Thursday, April 22, 2010
I had my lumbar MRI last night; it went ok; it really helped taking the Xanax first. The worst part was that my knee starting to ache during the test. It will be about a month before I see my doctor at the pain clinic who ordered it, but I asked for a copy of the report to be mailed to me, and I should have it in a few days.
It was time to cut the grass for the first time this year, so my dad came over to help me get the mower started. I usually have a little trouble getting it going when I try to use it the first time after it's been stored away all winter. This time, my dad had to do quite a bit of work (and some swearing at it, lol!) to it, and it also needed a new spark plug. He finally got it going for me though, and I mowed the yard. I live in a mobile home park, so my yard is very small, takes me about 20-25 minutes. If I had a bigger yard, I would probably not attempt to do it myself with my health the way it is now. I also wore one of those disposable face masks to try to keep the pollen out.

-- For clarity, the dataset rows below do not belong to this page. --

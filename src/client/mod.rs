//! Protocol client: the initialize handshake, tool discovery, and tool
//! execution over either transport, with per-operation deadlines.

mod connection;
mod manager;

pub use connection::{ConnectionState, McpConnection, call_tool, discover_tools, test_connection};
pub use manager::ServerManager;

use serde::Serialize;
use thiserror::Error;

use crate::transport::TransportError;

/// Deadline for the connectivity probe.
pub const CONNECT_TIMEOUT_SECS: u64 = 5;
/// Deadline for a full discovery pass (initialize + tools/list).
pub const DISCOVER_TIMEOUT_SECS: u64 = 10;
/// Deadline for a single tool call on a local subprocess.
pub const CALL_TIMEOUT_SECS: u64 = 30;
/// Deadline for a single tool call on a remote server. Remote tool
/// execution is routinely slower than local.
pub const CALL_TIMEOUT_REMOTE_SECS: u64 = 60;

#[derive(Debug, Error)]
pub enum ClientError {
    #[error(transparent)]
    Transport(#[from] TransportError),
    #[error("deadline of {seconds}s exceeded")]
    Timeout { seconds: u64 },
    #[error("JSON-RPC error {code}: {message}")]
    Rpc { code: i64, message: String },
    #[error("operation '{operation}' requires an initialized connection (state: {state})")]
    NotReady {
        operation: &'static str,
        state: ConnectionState,
    },
}

/// Outcome of a connectivity probe. Always a value, never a fault.
#[derive(Debug, Clone, Serialize)]
pub struct ConnectionReport {
    pub success: bool,
    #[serde(skip_serializing_if = "Option::is_none")]
    pub error: Option<String>,
}

impl ConnectionReport {
    pub fn ok() -> Self {
        Self {
            success: true,
            error: None,
        }
    }

    pub fn failed(error: impl Into<String>) -> Self {
        Self {
            success: false,
            error: Some(error.into()),
        }
    }
}

/// Outcome of a single tool invocation. A misbehaving or unreachable tool
/// server degrades capability; it never crashes the run, so errors arrive
/// here as data.
#[derive(Debug, Clone, Serialize)]
pub struct ToolCallOutcome {
    pub success: bool,
    #[serde(skip_serializing_if = "Option::is_none")]
    pub result: Option<serde_json::Value>,
    #[serde(skip_serializing_if = "Option::is_none")]
    pub error: Option<String>,
}

impl ToolCallOutcome {
    pub fn ok(result: serde_json::Value) -> Self {
        Self {
            success: true,
            result: Some(result),
            error: None,
        }
    }

    pub fn failed(error: impl Into<String>) -> Self {
        Self {
            success: false,
            result: None,
            error: Some(error.into()),
        }
    }
}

I am feeling sore now, especially my back; just took a pain pill. I don't think it was the mowing that hurt me. I think it was the time spent sitting on either the steps or my deck storage box waiting for my dad to fix the mower. I also walked around and pulled a few weeds here and there, and I admit, I wasn't being careful about how I was using my back.
While I was out sitting on my steps, I noticed this bumblebee just hanging out. I watched him a little while; he was moving, but very slowly; I thought perhaps he was injured, but eventually, after I took these pictures, he flew away.